▶ **Problem description**
When you reach the line containing "ledger: &MoveLedger) ->" in the data below, begin returning lines exactly as written, and stop once the line containing "Err(err) = self.git.reset_index()" has been returned.

##### Input

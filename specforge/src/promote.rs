//! All-or-nothing promotion of a validated artifact set.
//!
//! Promotion moves staged files into the repository, commits exactly those
//! files on a fresh `<prefix><slug>` branch and pushes it. Every exit path
//! returns the repository to the branch it started on; a failure at any step
//! also restores the destination files and deletes the branch it created.

use std::fs;
use std::io::ErrorKind;
use std::path::{Path, PathBuf};

use anyhow::{Context, Result, anyhow};
use serde::Serialize;
use tracing::{debug, info, instrument, warn};

use crate::core::remote::pull_request_url;
use crate::core::spec::Specification;
use crate::core::types::ArtifactSet;
use crate::error::{PipelineError, PromotionStep};
use crate::io::git::Git;
use crate::io::staging::StagingArea;

/// What a successful promotion produced.
#[derive(Debug, Clone, PartialEq, Eq, Serialize)]
pub struct PromotionRecord {
    pub spec_name: String,
    pub branch: String,
    pub commit: String,
    /// Repo-relative destination paths, in artifact order.
    pub paths: Vec<PathBuf>,
    pub url: String,
}

#[derive(Debug, Clone)]
pub struct PromotionSettings {
    pub remote: String,
    pub branch_prefix: String,
    /// Repo-relative prefixes that may be dirty during promotion.
    pub allowed_dirty: Vec<String>,
}

pub struct PromotionManager<'a> {
    git: &'a Git,
    repo_root: &'a Path,
    settings: &'a PromotionSettings,
}

impl<'a> PromotionManager<'a> {
    pub fn new(git: &'a Git, repo_root: &'a Path, settings: &'a PromotionSettings) -> Self {
        Self {
            git,
            repo_root,
            settings,
        }
    }

    pub fn branch_name(&self, spec: &Specification) -> String {
        format!("{}{}", self.settings.branch_prefix, spec.slug())
    }

    /// Promote `artifacts` from `staging`, or roll back and fail.
    ///
    /// Errors are [`PipelineError::BranchExists`] or
    /// [`PipelineError::Promotion`], raised after rollback finished. Staging
    /// is removed either way.
    #[instrument(skip_all, fields(spec = %spec.name))]
    pub fn promote(
        &self,
        spec: &Specification,
        artifacts: &ArtifactSet,
        staging: &StagingArea,
    ) -> Result<PromotionRecord> {
        let branch = self.branch_name(spec);
        let guard = match BranchGuard::acquire(self.git) {
            Ok(guard) => guard,
            Err(err) => {
                remove_staging(staging);
                return Err(failed(PromotionStep::Preflight, &err));
            }
        };

        let mut ledger = MoveLedger::default();
        let mut branch_created = false;
        let result = (|| -> Result<PromotionRecord> {
            let allowed: Vec<&str> = self
                .settings
                .allowed_dirty
                .iter()
                .map(String::as_str)
                .collect();
            self.git
                .ensure_clean_except_prefixes(&allowed)
                .map_err(|err| failed(PromotionStep::Preflight, &err))?;
            if self
                .git
                .branch_exists(&branch)
                .map_err(|err| failed(PromotionStep::Preflight, &err))?
            {
                return Err(PipelineError::BranchExists {
                    branch: branch.clone(),
                }
                .into());
            }

            for (kind, staged) in artifacts.iter() {
                let relative = staging
                    .relative(staged)
                    .map_err(|err| failed(PromotionStep::Move, &err))?;
                ledger
                    .move_into(staged, self.repo_root, &relative)
                    .map_err(|err| failed(PromotionStep::Move, &err))?;
                debug!(kind = %kind, path = %relative.display(), "artifact moved");
            }

            self.git
                .checkout_new_branch(&branch)
                .map_err(|err| failed(PromotionStep::Branch, &err))?;
            branch_created = true;

            let commit = self
                .commit_moved(spec, &ledger)
                .map_err(|err| failed(PromotionStep::Commit, &err))?;

            let url = self
                .git
                .remote_url(&self.settings.remote)
                .map(|remote| pull_request_url(&remote, &branch))
                .map_err(|err| failed(PromotionStep::Push, &err))?;
            self.git
                .push(&self.settings.remote, &branch)
                .map_err(|err| failed(PromotionStep::Push, &err))?;

            Ok(PromotionRecord {
                spec_name: spec.name.clone(),
                branch: branch.clone(),
                commit,
                paths: ledger.relative_paths(),
                url,
            })
        })();

        match result {
            Ok(record) => {
                if let Err(err) = guard.release() {
                    warn!(err = %format!("{err:#}"), "promoted but could not return to original branch");
                }
                remove_staging(staging);
                info!(branch = %record.branch, commit = %record.commit, "promoted");
                Ok(record)
            }
            Err(err) => {
                warn!(err = %format!("{err:#}"), "promotion failed, rolling back");
                self.rollback(guard, branch_created.then_some(branch.as_str()), &ledger);
                remove_staging(staging);
                Err(err)
            }
        }
    }

    fn commit_moved(&self, spec: &Specification, ledger: &MoveLedger) -> Result<String> {
        let paths = ledger.relative_paths();
        let refs: Vec<&Path> = paths.iter().map(PathBuf::as_path).collect();
        self.git.add_paths(&refs)?;
        let message = format!("feat({}): implement {} via agent", spec.category, spec.name);
        let commit = self.git.commit(&message)?;

        let mut committed = self.git.files_in_commit(&commit)?;
        committed.sort();
        let mut expected: Vec<String> = paths.iter().map(|p| slash_path(p)).collect();
        expected.sort();
        if committed != expected {
            return Err(anyhow!(
                "commit {commit} touched {committed:?}, expected exactly {expected:?}"
            ));
        }
        Ok(commit)
    }

    /// Best-effort undo. Each step is attempted even when an earlier one fails.
    fn rollback(&self, guard: BranchGuard<'_>, created_branch: Option<&str>, ledger: &MoveLedger) {
        if created_branch.is_some()
            && let Err(err) = self.git.reset_index()
        {
            warn!(err = %format!("{err:#}"), "rollback: reset index failed");
        }
        if let Err(err) = guard.release() {
            warn!(err = %format!("{err:#}"), "rollback: restoring original branch failed");
        }
        if let Some(branch) = created_branch
            && let Err(err) = self.git.delete_branch(branch)
        {
            warn!(branch, err = %format!("{err:#}"), "rollback: deleting branch failed");
        }
        ledger.undo();
        info!("rollback complete");
    }
}

fn failed(step: PromotionStep, err: &anyhow::Error) -> anyhow::Error {
    PipelineError::promotion(step, err).into()
}

fn remove_staging(staging: &StagingArea) {
    if let Err(err) = staging.remove() {
        warn!(err = %format!("{err:#}"), "could not remove staging");
    }
}

fn slash_path(path: &Path) -> String {
    path.components()
        .map(|c| c.as_os_str().to_string_lossy().into_owned())
        .collect::<Vec<_>>()
        .join("/")
}

/// Holds the branch that was checked out when promotion began and returns to
/// it on release or drop.
struct BranchGuard<'a> {
    git: &'a Git,
    original: String,
    armed: bool,
}

impl<'a> BranchGuard<'a> {
    /// Fails on a detached HEAD: there would be nothing to return to.
    fn acquire(git: &'a Git) -> Result<Self> {
        let original = git.current_branch()?;
        Ok(Self {
            git,
            original,
            armed: true,
        })
    }

    fn release(mut self) -> Result<()> {
        self.armed = false;
        self.restore()
    }

    fn restore(&self) -> Result<()> {
        if self.git.current_branch().ok().as_deref() == Some(self.original.as_str()) {
            return Ok(());
        }
        self.git
            .checkout_branch(&self.original)
            .with_context(|| format!("return to {}", self.original))
    }
}

impl Drop for BranchGuard<'_> {
    fn drop(&mut self) {
        if self.armed
            && let Err(err) = self.restore()
        {
            warn!(branch = %self.original, err = %format!("{err:#}"), "failed to restore branch");
        }
    }
}

/// One moved file and what its destination held before.
#[derive(Debug)]
struct MovedFile {
    relative: PathBuf,
    destination: PathBuf,
    prior: Option<Vec<u8>>,
}

/// Record of destination changes, so a failed promotion can put them back.
#[derive(Debug, Default)]
struct MoveLedger {
    moved: Vec<MovedFile>,
    /// Directories this promotion created, outermost first.
    created_dirs: Vec<PathBuf>,
}

impl MoveLedger {
    fn move_into(&mut self, staged: &Path, repo_root: &Path, relative: &Path) -> Result<()> {
        let destination = repo_root.join(relative);
        let prior = match fs::read(&destination) {
            Ok(bytes) => Some(bytes),
            Err(err) if err.kind() == ErrorKind::NotFound => None,
            Err(err) => {
                return Err(err).with_context(|| format!("read {}", destination.display()));
            }
        };
        if let Some(parent) = destination.parent() {
            self.create_dirs(parent)?;
        }
        // Record before touching the destination so undo covers a partial move.
        self.moved.push(MovedFile {
            relative: relative.to_path_buf(),
            destination: destination.clone(),
            prior,
        });
        if fs::rename(staged, &destination).is_err() {
            fs::copy(staged, &destination).with_context(|| {
                format!("copy {} to {}", staged.display(), destination.display())
            })?;
            fs::remove_file(staged).with_context(|| format!("remove {}", staged.display()))?;
        }
        Ok(())
    }

    fn create_dirs(&mut self, dir: &Path) -> Result<()> {
        let missing: Vec<PathBuf> = dir
            .ancestors()
            .take_while(|ancestor| !ancestor.exists())
            .map(Path::to_path_buf)
            .collect();
        fs::create_dir_all(dir).with_context(|| format!("create directory {}", dir.display()))?;
        self.created_dirs.extend(missing.into_iter().rev());
        Ok(())
    }

    fn relative_paths(&self) -> Vec<PathBuf> {
        self.moved.iter().map(|m| m.relative.clone()).collect()
    }

    /// Restore prior contents, remove new files, then remove created dirs.
    fn undo(&self) {
        for moved in self.moved.iter().rev() {
            let result = match &moved.prior {
                Some(bytes) => fs::write(&moved.destination, bytes),
                None => match fs::remove_file(&moved.destination) {
                    Err(err) if err.kind() == ErrorKind::NotFound => Ok(()),
                    other => other,
                },
            };
            if let Err(err) = result {
                warn!(path = %moved.destination.display(), err = %err, "rollback: restore failed");
            }
        }
        for dir in self.created_dirs.iter().rev() {
            // Only empty directories go; anything else is left alone.
            if let Err(err) = fs::remove_dir(dir)
                && err.kind() != ErrorKind::NotFound
            {
                debug!(path = %dir.display(), err = %err, "rollback: directory kept");
            }
        }
    }
}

##########

▶ **Answer box**
    fn commit_moved(&self, spec: &Specification, ledger: &MoveLedger) -> Result<String> {
        let paths = ledger.relative_paths();
        let refs: Vec<&Path> = paths.iter().map(PathBuf::as_path).collect();
        self.git.add_paths(&refs)?;
        let message = format!("feat({}): implement {} via agent", spec.category, spec.name);
        let commit = self.git.commit(&message)?;

        let mut committed = self.git.files_in_commit(&commit)?;
        committed.sort();
        let mut expected: Vec<String> = paths.iter().map(|p| slash_path(p)).collect();
        expected.sort();
        if committed != expected {
            return Err(anyhow!(
                "commit {commit} touched {committed:?}, expected exactly {expected:?}"
            ));
        }
        Ok(commit)
    }

    /// Best-effort undo. Each step is attempted even when an earlier one fails.
    fn rollback(&self, guard: BranchGuard<'_>, created_branch: Option<&str>, ledger: &MoveLedger) {
        if created_branch.is_some()
            && let Err(err) = self.git.reset_index()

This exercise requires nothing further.